The UN Special Rapporteur on torture, Nils Melzer, expressed his utmost concern after a December 2017 ruling by Israel’s Supreme Court exempting security agents from criminal investigation despite their undisputed use of coercive “pressure techniques” against a Palestinian detainee.
“This ruling sets a dangerous precedent, gravely undermining the universal prohibition of torture,” the expert said. “By exempting alleged perpetrators from criminal investigation and prosecution, the Supreme Court has essentially provided them with a judicially sanctioned ‘license to torture’.
“I urgently appeal to all branches of Israel’s Government to carefully consider not only its own international obligations, but also the consolidated legal and moral views of the international community, before whitewashing methods of interrogation that are more closely associated with barbarism than with civilization.”
In 2007, Assad Abu Gosh, a Hamas affiliate from Nablus in the West Bank, was arrested and interrogated by the Israeli Security Agency (ISA) about laboratories producing explosives for Hamas, and about possible plans for terrorist attacks.
The Supreme Court acknowledged that, during his interrogation, Mr. Abu Gosh had suffered coercive “pressure techniques” but said these techniques did not amount to torture because they had not caused sufficiently severe pain or suffering.
“This argument is unacceptable,” said the Special Rapporteur. “Any interrogation technique that intentionally inflicts pain or suffering of sufficient intensity to make the victim confess or cooperate amounts to torture, and this certainly is the case for the methods used during Mr. Abu Gosh’s interrogation.
“Mr. Abu Gosh was reportedly subjected to ill-treatment including beatings, being slammed against walls, having his body and fingers bent and tied into painful stress positions and sleep deprivation, as well as threats, verbal abuse, and humiliation.

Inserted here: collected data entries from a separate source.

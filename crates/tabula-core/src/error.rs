use thiserror::Error;

/// Canonical result for core.
pub type Result<T> = std::result::Result<T, Error>;

#[derive(Debug, Error)]
pub enum Error {
    /// Length mismatch at construction/replace, duplicate column name,
    /// or a dtype that cannot be inferred.
    #[error("Schema error: {0}")]
    Schema(String),

    /// `min`/`max`/`mean` over zero non-null values.
    #[error("Empty reduction: {op} over zero non-null values")]
    EmptyReduction { op: &'static str },

    /// Integer aggregate outside the `i64` range.
    #[error("Overflow: {op} exceeds the i64 range")]
    Overflow { op: &'static str },

    /// Out-of-range row position.
    #[error("Index out of bounds: index {index} for length {len}")]
    Index { index: usize, len: usize },

    #[error("Type mismatch: {0}")]
    TypeMismatch(String),

    #[error("Column not found: {0}")]
    ColumnNotFound(String),

    #[error("Invalid argument: {0}")]
    InvalidArgument(String),

    #[error("Invalid configuration: {0}")]
    Config(String),

    /// Error with context chain for better debugging
    #[error("Error in {context}: {source}")]
    Context {
        context: String,
        #[source]
        source: Box<dyn std::error::Error + Send + Sync>,
    },
}

impl Error {
    /// Add context to an error, creating an error chain.
    ///
    /// # Example
    /// ```rust,no_run
    /// use tabula_core::error::Error;
    /// let err = Error::ColumnNotFound("price".into());
    /// let err = err.with_context("while resolving join keys");
    /// ```
    pub fn with_context(self, context: impl Into<String>) -> Self {
        Error::Context {
            context: context.into(),
            source: Box::new(self) as Box<dyn std::error::Error + Send + Sync>,
        }
    }

    /// Unwrap any context layers and return the innermost core error.
    pub fn root(&self) -> &Error {
        match self {
            Error::Context { source, .. } => match source.downcast_ref::<Error>() {
                Some(inner) => inner.root(),
                None => self,
            },
            other => other,
        }
    }

    /// Get suggestions for common errors (e.g., column name suggestions).
    pub fn suggestions(&self) -> Vec<String> {
        match self.root() {
            Error::ColumnNotFound(_) => vec![
                "Check that the column name is spelled correctly".into(),
                "Use DataFrame::columns() to list the available columns".into(),
            ],
            Error::Schema(msg) => {
                if msg.contains("length") {
                    vec!["All columns of a DataFrame must have the same length".into()]
                } else if msg.contains("duplicate") {
                    vec!["Rename one of the columns before combining them".into()]
                } else if msg.contains("infer") {
                    vec!["Pass an explicit dtype hint for all-null or empty columns".into()]
                } else {
                    vec![]
                }
            }
            Error::EmptyReduction { .. } => {
                vec!["sum() returns 0 for columns without non-null values; min/max/mean do not".into()]
            }
            Error::Overflow { .. } => {
                vec!["Use mean() or cast the column to f64 before summing".into()]
            }
            Error::Index { len, .. } => {
                vec![format!("Valid row positions are 0..{}", len)]
            }
            _ => vec![],
        }
    }
}

impl From<serde_json::Error> for Error {
    fn from(e: serde_json::Error) -> Self {
        Error::Config(e.to_string())
    }
}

“Medical examinations confirm that Mr. Abu Gosh suffers from various neurologic injuries resulting from the torture he suffered.”
Mr. Melzer also criticized the court’s acceptance of the so-called “necessity defence”, under which the interrogation techniques were held to be warranted because of grave suspicions that Mr. Abu Gosh had information about life-threatening terrorist activities.
It was “completely irrelevant” whether the torture had yielded useful counter-terrorist intelligence in this case, the Special Rapporteur said.
“Torture has been universally outlawed not because it never works, but because of its fundamental and irreversible assault on the human dignity of everyone involved,” he said.
“Once we start justifying torture based on utility or necessity, we cross a red line beyond which even the most categorical prohibitions of international law can be sacrificed in the name of a purported greater good.
“The absolute prohibition of torture and ill-treatment is one of the most fundamental achievements in human history, and its violation is listed among the most serious international crimes, including crimes against humanity and war crimes. No circumstances, however exceptional and well argued, can ever justify torture.”
The Special Rapporteur said he remained keen to engage in a “direct and constructive dialogue” with the Israeli authorities to achieve a complete ban on torture.